Your task
How do the records below read from their first line through the line containing "the latest reading."? Write those lines out exactly.

Input
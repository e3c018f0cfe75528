//! Common UI components shared across views.
//!
//! This module contains the header bar, tab bar, status bar, and help
//! overlay.

use padwatch_monitor::LinkState;
use ratatui::{
    layout::Rect,
    style::{Modifier, Style},
    text::{Line, Span},
    widgets::{Block, Borders, Paragraph, Tabs},
    Frame,
};

use crate::app::{App, View};
use crate::duration::format_duration;

/// Render the header bar with link status and the latest reading.
pub fn render_header(frame: &mut Frame, app: &App, area: Rect) {
    let state = app.link_state();

    let mut spans = vec![
        Span::styled(" ● ", app.theme.link_style(state)),
        Span::styled("PADWATCH ", Style::default().add_modifier(Modifier::BOLD)),
        Span::raw("│ "),
        Span::raw(app.feed_description().to_string()),
        Span::raw(" │ "),
        Span::styled(state.label(), app.theme.link_style(state)),
        Span::raw(" │ "),
        Span::raw(format!("{} frames", app.entries.len())),
    ];

    if let Some(entry) = app.latest() {
        let keys: String = entry
            .reading
            .keys
            .iter()
            .map(|&pressed| if pressed { 'X' } else { '·' })
            .collect();
        spans.push(Span::raw(" │ keys ["));
        spans.push(Span::styled(keys, Style::default().fg(app.theme.highlight)));
        spans.push(Span::raw(format!("] thresh {:.2}", entry.reading.threshold)));
    }

    frame.render_widget(Paragraph::new(Line::from(spans)), area);
}

/// Render the tab bar showing available views.
pub fn render_tabs(frame: &mut Frame, app: &App, area: Rect) {
    let titles: Vec<Line> = vec![Line::from(" 1:Chart "), Line::from(" 2:Console ")];

    let selected = match app.view {
        View::Chart => 0,
        View::Console => 1,
    };

    let tabs = Tabs::new(titles)
        .select(selected)
        .style(app.theme.tab_inactive)
        .highlight_style(app.theme.tab_active)
        .divider("|");

    frame.render_widget(tabs, area);
}

/// Render the status bar at the bottom.
///
/// Shows temporary messages first, then feed errors, then the usual
/// window/pause indicators and controls for the current view.
pub fn render_status_bar(frame: &mut Frame, app: &App, area: Rect) {
    if let Some(msg) = app.status_message() {
        let paragraph =
            Paragraph::new(format!(" {msg} ")).style(Style::default().fg(app.theme.highlight));
        frame.render_widget(paragraph, area);
        return;
    }

    if app.link_state() == LinkState::Failed {
        let error = app.feed_error().unwrap_or_else(|| "link failed".into());
        let paragraph = Paragraph::new(format!(" Error: {error} | q:quit "))
            .style(Style::default().fg(app.theme.bad));
        frame.render_widget(paragraph, area);
        return;
    }

    let paused = if app.paused { "PAUSED | " } else { "" };
    let controls = match app.view {
        View::Chart => "m:series +/-:window p:pause Tab:switch ?:help q:quit",
        View::Console => "c:clear p:pause Tab:switch ?:help q:quit",
    };
    let status = format!(
        " {}window {} | {} | {}",
        paused,
        format_duration(app.window),
        app.series.label(),
        controls,
    );

    let paragraph = Paragraph::new(status).style(Style::default().add_modifier(Modifier::DIM));
    frame.render_widget(paragraph, area);
}

/// Render the help overlay with keyboard shortcuts.
///
/// Displayed as a centered modal on top of the current view.
pub fn render_help(frame: &mut Frame, app: &App, area: Rect) {
    let help_text = vec![
        Line::from(vec![Span::styled("Keyboard Shortcuts", app.theme.header)]),
        Line::from(""),
        Line::from(vec![Span::styled(
            " Views",
            Style::default().add_modifier(Modifier::BOLD),
        )]),
        Line::from("  Tab ←/→     Switch views"),
        Line::from("  1           Chart view"),
        Line::from("  2           Console view"),
        Line::from(""),
        Line::from(vec![Span::styled(
            " Chart",
            Style::default().add_modifier(Modifier::BOLD),
        )]),
        Line::from("  m           Toggle sensor/raw series"),
        Line::from("  +/-         Grow/shrink time window"),
        Line::from(""),
        Line::from(vec![Span::styled(
            " General",
            Style::default().add_modifier(Modifier::BOLD),
        )]),
        Line::from("  p/space     Pause display"),
        Line::from("  c           Clear console scrollback"),
        Line::from("  e           Export window to JSON"),
        Line::from("  q/Esc       Quit"),
        Line::from(""),
        Line::from(vec![Span::styled(
            "Press any key to close",
            Style::default().add_modifier(Modifier::DIM),
        )]),
    ];

    let block = Block::default()
        .title(" Help ")
        .borders(Borders::ALL)
        .border_type(app.theme.border_type)
        .border_style(Style::default().fg(app.theme.highlight));

    let paragraph = Paragraph::new(help_text).block(block);

    // Center the help overlay - responsive to terminal size
    let help_width = 42u16.min(area.width.saturating_sub(4));
    let help_height = 22u16.min(area.height.saturating_sub(2));
    let x = area.x + (area.width.saturating_sub(help_width)) / 2;
    let y = area.y + (area.height.saturating_sub(help_height)) / 2;
    let help_area = Rect::new(x, y, help_width, help_height);

    // Clear the area behind the help
    frame.render_widget(ratatui::widgets::Clear, help_area);
    frame.render_widget(paragraph, help_area);
}
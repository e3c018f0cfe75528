//! File replay feed.
//!
//! Replays a captured frame log through the real parser into a
//! [`ReadingBuffer`], paced to roughly the rate the controller emits at,
//! so the TUI can be exercised without hardware attached.

use std::fs::File;
use std::io::{BufRead, BufReader};
use std::path::Path;
use std::sync::atomic::{AtomicBool, Ordering};
use std::sync::Arc;
use std::thread::{self, JoinHandle};
use std::time::Duration;

use anyhow::{Context, Result};
use padwatch_monitor::{FrameParser, LinkState, ReadingBuffer};

use crate::feed::DataFeed;

/// Delay between replayed lines (~100 frames/s, the firmware's debug rate).
const PACE: Duration = Duration::from_millis(10);

/// A [`DataFeed`] backed by a captured frame log on disk.
pub struct ReplayFeed {
    buffer: Arc<ReadingBuffer>,
    description: String,
    finished: Arc<AtomicBool>,
    stop: Arc<AtomicBool>,
    worker: Option<JoinHandle<()>>,
}

impl ReplayFeed {
    /// Open `path` and start replaying its lines in the background.
    ///
    /// An unreadable file fails here, before any UI comes up; unparseable
    /// lines inside the file are skipped the same way the live loop skips
    /// them.
    pub fn new(path: &Path, retention: Duration, marker: char) -> Result<Self> {
        let file = File::open(path)
            .with_context(|| format!("failed to open replay file {}", path.display()))?;

        let buffer = Arc::new(ReadingBuffer::new(retention));
        let finished = Arc::new(AtomicBool::new(false));
        let stop = Arc::new(AtomicBool::new(false));
        let parser = FrameParser::new(marker);

        let worker = {
            let buffer = Arc::clone(&buffer);
            let finished = Arc::clone(&finished);
            let stop = Arc::clone(&stop);
            thread::spawn(move || {
                for line in BufReader::new(file).lines() {
                    if stop.load(Ordering::Relaxed) {
                        break;
                    }
                    let Ok(line) = line else { break };
                    match parser.parse(&line) {
                        Ok(reading) => buffer.push(reading),
                        Err(err) => tracing::trace!(%err, "skipped replay line"),
                    }
                    thread::sleep(PACE);
                }
                finished.store(true, Ordering::Relaxed);
            })
        };

        Ok(Self {
            buffer,
            description: format!("replay: {}", path.display()),
            finished,
            stop,
            worker: Some(worker),
        })
    }
}

impl DataFeed for ReplayFeed {
    fn buffer(&self) -> Arc<ReadingBuffer> {
        Arc::clone(&self.buffer)
    }

    fn description(&self) -> &str {
        &self.description
    }

    fn state(&self) -> LinkState {
        if self.finished.load(Ordering::Relaxed) {
            LinkState::Stopped
        } else {
            LinkState::Connected
        }
    }

    fn error_message(&self) -> Option<String> {
        None
    }

    fn stop(&mut self) {
        self.stop.store(true, Ordering::Relaxed);
        if let Some(worker) = self.worker.take() {
            let _ = worker.join();
        }
    }
}

impl Drop for ReplayFeed {
    fn drop(&mut self) {
        DataFeed::stop(self);
    }
}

Answer area
repository e3c018f0cfe75528
//! Common UI components shared across views.
//!
//! This module contains the header bar, tab bar, status bar, and help
//! overlay.

use padwatch_monitor::LinkState;
use ratatui::{
    layout::Rect,
    style::{Modifier, Style},
    text::{Line, Span},
    widgets::{Block, Borders, Paragraph, Tabs},
    Frame,
};

use crate::app::{App, View};
use crate::duration::format_duration;

/// Render the header bar with link status and the latest reading.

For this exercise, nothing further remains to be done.